Jesus visits his homeland.

by K.W. Leslie, 10 May 2018

Mark 6.1-6, Matthew 13.53-58, Luke 4.16-30.

Luke puts this story right at the beginning of Jesus’s ministry, right after he got tempted by Satan and gathered some students. It sounds like the right spot for it—if you’re gonna start teaching, you do it in your hometown, right?—but it’s not really. Because it seems Jesus already had a reputation as a teacher and faith-healer, which he got from somewhere… like the other synagogues and towns where he taught.

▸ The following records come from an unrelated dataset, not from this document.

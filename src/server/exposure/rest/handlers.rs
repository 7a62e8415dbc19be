//! HTTP handlers for the REST exposure

use crate::ai::{Assistant, Receipt, ShoppingList};
use crate::config::AppConfig;
use crate::core::error::{ChurrascoError, ChurrascoResult, ValidationError};
use crate::core::extractors::ValidatedJson;
use crate::pix::{DecodedPix, PixChargeRequest, PixKeyKind, PixPayload};
use crate::render::{RenderCapability, RenderedCode};
use crate::split::{BillItem, BillSplit, split_bill};
use axum::Json;
use axum::extract::State;
use base64::Engine;
use base64::engine::general_purpose::STANDARD;
use serde::{Deserialize, Serialize};
use std::sync::Arc;
use validator::Validate;

/// State shared by the handlers
#[derive(Clone)]
pub struct AppState {
    pub config: Arc<AppConfig>,
    pub assistant: Option<Arc<Assistant>>,
    pub render: RenderCapability,
}

impl AppState {
    fn assistant(&self) -> ChurrascoResult<&Assistant> {
        self.assistant
            .as_deref()
            .ok_or_else(|| ChurrascoError::Unavailable {
                feature: "Model API".to_string(),
            })
    }
}

#[derive(Debug, Deserialize, Validate)]
pub struct PixRequest {
    #[validate(length(min = 1, message = "must not be empty"))]
    pub key: String,
    #[validate(length(min = 1, message = "must not be empty"))]
    pub receiver_name: String,
    #[validate(length(min = 1, message = "must not be empty"))]
    pub city: String,
    pub amount: f64,
    #[serde(default)]
    pub description: String,
}

#[derive(Debug, Serialize)]
pub struct PixResponse {
    pub payload: PixPayload,
    pub crc: String,
    pub key_kind: PixKeyKind,
    /// `null` when no renderer is available or rendering failed
    pub qr: Option<RenderedCode>,
}

/// Encode a Pix charge
///
/// POST /pix
pub async fn create_pix(
    State(state): State<AppState>,
    ValidatedJson(request): ValidatedJson<PixRequest>,
) -> ChurrascoResult<Json<PixResponse>> {
    let key_kind = PixKeyKind::detect(&request.key);
    let payload = PixChargeRequest::new(
        request.key,
        request.receiver_name,
        request.city,
        request.amount,
    )
    .with_description(request.description)
    .encode()?;

    let qr = state.render.render(payload.as_str());

    Ok(Json(PixResponse {
        crc: payload.crc().to_string(),
        key_kind,
        qr,
        payload,
    }))
}

#[derive(Debug, Deserialize, Validate)]
pub struct VerifyRequest {
    #[validate(length(min = 1, message = "must not be empty"))]
    pub payload: String,
}

/// Parse and check an existing payload
///
/// POST /pix/verify
pub async fn verify_pix(
    ValidatedJson(request): ValidatedJson<VerifyRequest>,
) -> ChurrascoResult<Json<DecodedPix>> {
    let decoded = PixPayload::parse(request.payload.trim())?;
    Ok(Json(decoded))
}

#[derive(Debug, Deserialize, Validate)]
pub struct SplitRequest {
    pub items: Vec<BillItem>,
    #[validate(length(min = 1, message = "at least one participant is required"))]
    pub participants: Vec<String>,
    #[serde(default, alias = "drinkers")]
    pub restricted_participants: Vec<String>,
}

/// Split a bill among participants
///
/// POST /split
pub async fn split(
    ValidatedJson(request): ValidatedJson<SplitRequest>,
) -> ChurrascoResult<Json<BillSplit>> {
    let split = split_bill(
        &request.items,
        &request.participants,
        &request.restricted_participants,
    )?;
    Ok(Json(split))
}

#[derive(Debug, Deserialize, Validate)]
pub struct ShoppingListRequest {
    #[validate(length(min = 1, max = 2000, message = "must be 1 to 2000 characters"))]
    pub description: String,
}

/// Generate a shopping list for an event
///
/// POST /shopping-list
pub async fn shopping_list(
    State(state): State<AppState>,
    ValidatedJson(request): ValidatedJson<ShoppingListRequest>,
) -> ChurrascoResult<Json<ShoppingList>> {
    let list = state.assistant()?.shopping_list(&request.description).await?;
    Ok(Json(list))
}

#[derive(Debug, Deserialize, Validate)]
pub struct ReceiptRequest {
    /// JPEG bytes, base64 encoded; a `data:` URL prefix is accepted
    #[validate(length(min = 1, message = "must not be empty"))]
    pub image_base64: String,
}

/// Read the items of a receipt photo
///
/// POST /receipt
pub async fn read_receipt(
    State(state): State<AppState>,
    ValidatedJson(request): ValidatedJson<ReceiptRequest>,
) -> ChurrascoResult<Json<Receipt>> {
    let image = decode_image(&request.image_base64)?;
    let receipt = state.assistant()?.read_receipt(&image).await?;
    Ok(Json(receipt))
}

fn decode_image(encoded: &str) -> Result<Vec<u8>, ValidationError> {
    let data = encoded
        .split_once(";base64,")
        .map(|(_, data)| data)
        .unwrap_or(encoded);

    STANDARD
        .decode(data.trim())
        .map_err(|e| ValidationError::FieldError {
            field: "image_base64".to_string(),
            message: e.to_string(),
        })
}

#[derive(Debug, Deserialize, Validate)]
pub struct ChargeRequest {
    #[validate(length(min = 1, message = "must not be empty"))]
    pub name: String,
    #[validate(range(min = 0.0, message = "must not be negative"))]
    pub amount: f64,
    #[serde(default)]
    pub items: Vec<String>,
    /// Falls back to `pix.default_key`
    #[serde(default)]
    pub pix_key: Option<String>,
}

#[derive(Debug, Deserialize, Validate)]
pub struct OverdueChargeRequest {
    #[validate(length(min = 1, message = "must not be empty"))]
    pub name: String,
    #[validate(range(min = 0.0, message = "must not be negative"))]
    pub amount: f64,
    #[serde(default = "default_days_late")]
    pub days_late: u32,
}

fn default_days_late() -> u32 {
    3
}

#[derive(Debug, Serialize)]
pub struct MessageResponse {
    pub message: String,
}

/// Friendly payment request
///
/// POST /charges
pub async fn charge(
    State(state): State<AppState>,
    ValidatedJson(request): ValidatedJson<ChargeRequest>,
) -> ChurrascoResult<Json<MessageResponse>> {
    let pix_key = request
        .pix_key
        .filter(|k| !k.trim().is_empty())
        .unwrap_or_else(|| state.config.pix.default_key.clone());

    let message = state
        .assistant()?
        .charge_message(&request.name, request.amount, &request.items, &pix_key)
        .await?;
    Ok(Json(MessageResponse { message }))
}

/// Reminder for an overdue share
///
/// POST /charges/overdue
pub async fn overdue_charge(
    State(state): State<AppState>,
    ValidatedJson(request): ValidatedJson<OverdueChargeRequest>,
) -> ChurrascoResult<Json<MessageResponse>> {
    let message = state
        .assistant()?
        .overdue_charge_message(&request.name, request.amount, request.days_late)
        .await?;
    Ok(Json(MessageResponse { message }))
}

Mark has it after Jesus cured Jair’s daughter, and Matthew has it after Jesus shared some parables. It begins with Jesus going to his patrída/“fatherland,” or as Luke nails it down, Nazareth, the town he grew up in. Friday evening after sundown, he taught in synagogue.

Mark 6.1-2 KWL
1 Jesus went out from Kfar Nahum to his homeland. His students followed him.
2A When Sabbath came, Jesus began to teach in synagogue…
 
Matthew 13.53-54 KWL
53 When Jesus finished these parables, this happened:
He left there, 54A went to his homeland, and taught in their synagogue.
 
Luke 4.16-21 KWL
16 Jesus came to Nazareth, where he was raised.
By his custom, he entered synagogue on the Sabbath day, and arose to read.
17 Jesus was given the book of the prophet Isaiah.
Unrolling the bible, he found the place where it’s written:
18 “The Lord’s Spirit is upon me because he anointed me to evangelize the poor.
He sent me to proclaim forgiveness to captives, and restored sight to the blind.
To send away the shattered in forgiveness,
19 to proclaim a year of the Lord’s acceptance.” Is 61.1-2
20 Closing the bible and returning it to the assistant, Jesus sat to teach.
Every eye in the synagogue was staring at him.
21 He began to tell them this: “This scripture has been fulfilled today, in your ears.”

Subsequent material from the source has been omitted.